● Task description:
Your job is to return every line in the data holding the string "format".

____________________

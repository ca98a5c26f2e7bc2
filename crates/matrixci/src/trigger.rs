//! Schedule evaluation: decides whether an event starts a build.
//!
//! Schedules are pure predicates over events. The only state is the
//! last-seen marker per `(schedule, branch)`, held in a [`MarkerStore`],
//! which suppresses a second trigger for the same commit or time slot.

use std::sync::Arc;

use chrono::{DateTime, Datelike, Timelike, Utc, Weekday};
use serde::{Deserialize, Serialize};
use tracing::debug;

use crate::axis::MatrixExpander;
use crate::error::{MatrixError, Result};
use crate::marker::MarkerStore;
use crate::obs;
use crate::step::BuildSpec;

/// Trigger condition of a schedule.
#[derive(Debug, Clone, Copy, Serialize, Deserialize, PartialEq, Eq)]
#[serde(rename_all = "snake_case")]
pub enum ScheduleKind {
    /// Every new commit on a matching branch.
    PerCommit,
    /// Once per UTC day, on the first tick at the configured hour.
    Nightly,
    /// Once per ISO week, on the configured weekday and hour.
    Weekly,
    /// Only on explicit manual requests.
    Adhoc,
}

/// Branch include/exclude lists. A trailing `*` makes an entry a prefix match.
#[derive(Debug, Clone, Default, Serialize, Deserialize, PartialEq, Eq)]
#[serde(default, deny_unknown_fields)]
pub struct BranchFilter {
    pub include: Vec<String>,
    pub exclude: Vec<String>,
}

impl BranchFilter {
    /// Empty `include` admits every branch; `exclude` always wins.
    pub fn matches(&self, branch: &str) -> bool {
        if self.exclude.iter().any(|p| pattern_matches(p, branch)) {
            return false;
        }
        self.include.is_empty() || self.include.iter().any(|p| pattern_matches(p, branch))
    }
}

fn pattern_matches(pattern: &str, branch: &str) -> bool {
    match pattern.strip_suffix('*') {
        Some(prefix) => branch.starts_with(prefix),
        None => pattern == branch,
    }
}

/// A named trigger condition with its branch filter.
#[derive(Debug, Clone, PartialEq, Eq)]
pub struct Schedule {
    pub name: String,
    pub kind: ScheduleKind,
    pub branches: BranchFilter,
    /// UTC hour for `nightly` / `weekly`.
    pub hour: u32,
    /// Day for `weekly`.
    pub weekday: Weekday,
}

impl Schedule {
    pub fn new(name: impl Into<String>, kind: ScheduleKind, branches: BranchFilter) -> Self {
        Self {
            name: name.into(),
            kind,
            branches,
            hour: 0,
            weekday: Weekday::Sun,
        }
    }

    pub fn at_hour(mut self, hour: u32) -> Result<Self> {
        if hour > 23 {
            return Err(MatrixError::InvalidSchedule {
                name: self.name,
                reason: format!("hour {} out of range 0-23", hour),
            });
        }
        self.hour = hour;
        Ok(self)
    }

    pub fn on(mut self, weekday: Weekday) -> Self {
        self.weekday = weekday;
        self
    }

    /// Marker this event would fire under, or `None` if the event does not match.
    pub fn marker_for(&self, event: &TriggerEvent) -> Option<String> {
        if !self.branches.matches(event.branch()) {
            return None;
        }

        match (self.kind, event) {
            (ScheduleKind::PerCommit, TriggerEvent::Commit { sha, .. }) => Some(sha.clone()),
            (ScheduleKind::Nightly, TriggerEvent::Tick { at, .. }) if at.hour() == self.hour => {
                Some(at.date_naive().to_string())
            }
            (ScheduleKind::Weekly, TriggerEvent::Tick { at, .. })
                if at.weekday() == self.weekday && at.hour() == self.hour =>
            {
                let week = at.iso_week();
                Some(format!("{}-W{:02}", week.year(), week.week()))
            }
            (ScheduleKind::Adhoc, TriggerEvent::Manual { request_id, .. }) => {
                Some(request_id.clone())
            }
            _ => None,
        }
    }
}

/// Something that may start a build.
#[derive(Debug, Clone, PartialEq, Eq)]
pub enum TriggerEvent {
    /// A commit landed on `branch`.
    Commit { branch: String, sha: String },
    /// Wall-clock tick observed for `branch`.
    Tick { branch: String, at: DateTime<Utc> },
    /// Explicit request, identified so retries of the same request do not double-fire.
    Manual { branch: String, request_id: String },
}

impl TriggerEvent {
    pub fn branch(&self) -> &str {
        match self {
            TriggerEvent::Commit { branch, .. }
            | TriggerEvent::Tick { branch, .. }
            | TriggerEvent::Manual { branch, .. } => branch,
        }
    }
}

/// "Start build" signal carrying what to run.
#[derive(Debug, Clone)]
pub struct StartSignal {
    /// First schedule (in declaration order) that matched.
    pub schedule: String,
    pub branch: String,
    pub marker: String,
    pub expander: MatrixExpander,
    pub build: BuildSpec,
}

/// Evaluates events against the declared schedules.
pub struct ScheduleTrigger {
    schedules: Vec<Schedule>,
    expander: MatrixExpander,
    build: BuildSpec,
    store: Arc<dyn MarkerStore>,
}

impl ScheduleTrigger {
    pub fn new(
        schedules: Vec<Schedule>,
        expander: MatrixExpander,
        build: BuildSpec,
        store: Arc<dyn MarkerStore>,
    ) -> Self {
        Self {
            schedules,
            expander,
            build,
            store,
        }
    }

    pub fn schedules(&self) -> &[Schedule] {
        &self.schedules
    }

    /// Evaluate one event.
    ///
    /// Every matching schedule whose stored marker differs records the new
    /// marker; at most one signal is emitted per event. Markers are written
    /// in one batch before the signal is built, so a failed write yields an
    /// error and the same event fires again on the next evaluation.
    pub async fn evaluate(&self, event: &TriggerEvent) -> Result<Option<StartSignal>> {
        let branch = event.branch();
        let mut fresh: Vec<(String, String)> = Vec::new();

        for schedule in &self.schedules {
            let Some(marker) = schedule.marker_for(event) else {
                continue;
            };

            let last = self.store.last_marker(&schedule.name, branch).await?;
            if last.as_deref() == Some(marker.as_str()) {
                debug!(schedule = %schedule.name, branch = %branch, marker = %marker, "marker already seen");
                continue;
            }
            fresh.push((schedule.name.clone(), marker));
        }

        let Some((schedule, marker)) = fresh.first().cloned() else {
            return Ok(None);
        };
        self.store.record_markers(branch, &fresh).await?;

        obs::emit_trigger_fired(&schedule, branch, &marker);
        Ok(Some(StartSignal {
            schedule,
            branch: branch.to_string(),
            marker,
            expander: self.expander.clone(),
            build: self.build.clone(),
        }))
    }
}

#[cfg(test)]
mod tests {
    use super::*;
    use crate::axis::Axis;
    use crate::marker::MemoryMarkerStore;
    use crate::step::BuildStep;
    use chrono::TimeZone;
    use std::sync::atomic::{AtomicBool, Ordering};

    fn include(branches: &[&str]) -> BranchFilter {
        BranchFilter {
            include: branches.iter().map(|b| b.to_string()).collect(),
            exclude: vec![],
        }
    }

    fn commit(branch: &str, sha: &str) -> TriggerEvent {
        TriggerEvent::Commit {
            branch: branch.to_string(),
            sha: sha.to_string(),
        }
    }

    fn trigger(schedules: Vec<Schedule>) -> ScheduleTrigger {
        trigger_with(schedules, Arc::new(MemoryMarkerStore::new()))
    }

    fn trigger_with(schedules: Vec<Schedule>, store: Arc<dyn MarkerStore>) -> ScheduleTrigger {
        let expander = MatrixExpander::new(
            vec![Axis::new("python", vec!["2.7".to_string()])],
            vec!["ubuntu/trusty64".to_string()],
        )
        .unwrap();
        let build = BuildSpec::new(vec![BuildStep::new("test", "true")], vec![]);
        ScheduleTrigger::new(schedules, expander, build, store)
    }

    /// Rejects writes for one schedule until `fail` is cleared.
    struct FlakyStore {
        inner: MemoryMarkerStore,
        failing_schedule: String,
        fail: AtomicBool,
    }

    #[async_trait::async_trait]
    impl MarkerStore for FlakyStore {
        async fn last_marker(&self, schedule: &str, branch: &str) -> Result<Option<String>> {
            self.inner.last_marker(schedule, branch).await
        }

        async fn record_marker(&self, schedule: &str, branch: &str, marker: &str) -> Result<()> {
            if schedule == self.failing_schedule && self.fail.load(Ordering::SeqCst) {
                return Err(MatrixError::MarkerStore("disk full".to_string()));
            }
            self.inner.record_marker(schedule, branch, marker).await
        }
    }

    #[test]
    fn test_branch_filter() {
        let filter = BranchFilter {
            include: vec!["master".to_string(), "release/*".to_string()],
            exclude: vec!["release/old".to_string()],
        };
        assert!(filter.matches("master"));
        assert!(filter.matches("release/1.0"));
        assert!(!filter.matches("release/old"));
        assert!(!filter.matches("feature/x"));
        assert!(BranchFilter::default().matches("anything"));
    }

    #[test]
    fn test_per_commit_marker() {
        let schedule = Schedule::new("commit_master", ScheduleKind::PerCommit, include(&["master"]));
        assert_eq!(schedule.marker_for(&commit("master", "abc")), Some("abc".to_string()));
        assert_eq!(schedule.marker_for(&commit("dev", "abc")), None);
    }

    #[test]
    fn test_nightly_marker_is_the_date() {
        let schedule = Schedule::new("nightly", ScheduleKind::Nightly, BranchFilter::default())
            .at_hour(2)
            .unwrap();
        let at = Utc.with_ymd_and_hms(2026, 10, 17, 2, 30, 0).unwrap();
        let event = TriggerEvent::Tick {
            branch: "master".to_string(),
            at,
        };
        assert_eq!(schedule.marker_for(&event), Some("2026-10-17".to_string()));

        let off_hour = TriggerEvent::Tick {
            branch: "master".to_string(),
            at: Utc.with_ymd_and_hms(2026, 10, 17, 3, 0, 0).unwrap(),
        };
        assert_eq!(schedule.marker_for(&off_hour), None);
        assert_eq!(schedule.marker_for(&commit("master", "abc")), None);
    }

    #[test]
    fn test_weekly_marker_is_iso_week() {
        let schedule = Schedule::new("weekly", ScheduleKind::Weekly, BranchFilter::default())
            .on(Weekday::Sat);
        // 2026-10-17 is a Saturday.
        let event = TriggerEvent::Tick {
            branch: "master".to_string(),
            at: Utc.with_ymd_and_hms(2026, 10, 17, 0, 5, 0).unwrap(),
        };
        assert_eq!(schedule.marker_for(&event), Some("2026-W42".to_string()));
    }

    #[test]
    fn test_hour_out_of_range() {
        let err = Schedule::new("n", ScheduleKind::Nightly, BranchFilter::default())
            .at_hour(24)
            .unwrap_err();
        assert!(err.is_config_error());
    }

    #[tokio::test]
    async fn test_same_commit_fires_once() {
        let trigger = trigger(vec![Schedule::new(
            "commit_master",
            ScheduleKind::PerCommit,
            include(&["master"]),
        )]);

        let first = trigger.evaluate(&commit("master", "abc")).await.unwrap();
        assert!(first.is_some());
        let signal = first.unwrap();
        assert_eq!(signal.schedule, "commit_master");
        assert_eq!(signal.marker, "abc");
        assert_eq!(signal.expander.len(), 1);

        assert!(trigger.evaluate(&commit("master", "abc")).await.unwrap().is_none());
        assert!(trigger.evaluate(&commit("master", "def")).await.unwrap().is_some());
    }

    #[tokio::test]
    async fn test_unmatched_branch_does_not_fire() {
        let trigger = trigger(vec![Schedule::new(
            "commit_master",
            ScheduleKind::PerCommit,
            include(&["master"]),
        )]);
        assert!(trigger.evaluate(&commit("feature", "abc")).await.unwrap().is_none());
    }

    #[tokio::test]
    async fn test_single_signal_for_multiple_matches() {
        let trigger = trigger(vec![
            Schedule::new("a", ScheduleKind::PerCommit, BranchFilter::default()),
            Schedule::new("b", ScheduleKind::PerCommit, include(&["master"])),
        ]);

        let signal = trigger.evaluate(&commit("master", "abc")).await.unwrap().unwrap();
        assert_eq!(signal.schedule, "a");
        // Both markers were recorded, so neither schedule fires again.
        assert!(trigger.evaluate(&commit("master", "abc")).await.unwrap().is_none());
    }

    #[tokio::test]
    async fn test_failed_marker_write_does_not_lose_the_event() {
        let store = Arc::new(FlakyStore {
            inner: MemoryMarkerStore::new(),
            failing_schedule: "b".to_string(),
            fail: AtomicBool::new(true),
        });
        let trigger = trigger_with(
            vec![
                Schedule::new("a", ScheduleKind::PerCommit, BranchFilter::default()),
                Schedule::new("b", ScheduleKind::PerCommit, BranchFilter::default()),
            ],
            store.clone(),
        );

        assert!(trigger.evaluate(&commit("master", "abc")).await.is_err());
        assert_eq!(store.last_marker("b", "master").await.unwrap(), None);

        store.fail.store(false, Ordering::SeqCst);
        let signal = trigger
            .evaluate(&commit("master", "abc"))
            .await
            .unwrap()
            .expect("event should fire once the store recovers");
        assert_eq!(signal.marker, "abc");
        assert!(trigger.evaluate(&commit("master", "abc")).await.unwrap().is_none());
    }
}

____________________

● Problem solution:
                reason: format!("hour {} out of range 0-23", hour),
                Some(format!("{}-W{:02}", week.year(), week.week()))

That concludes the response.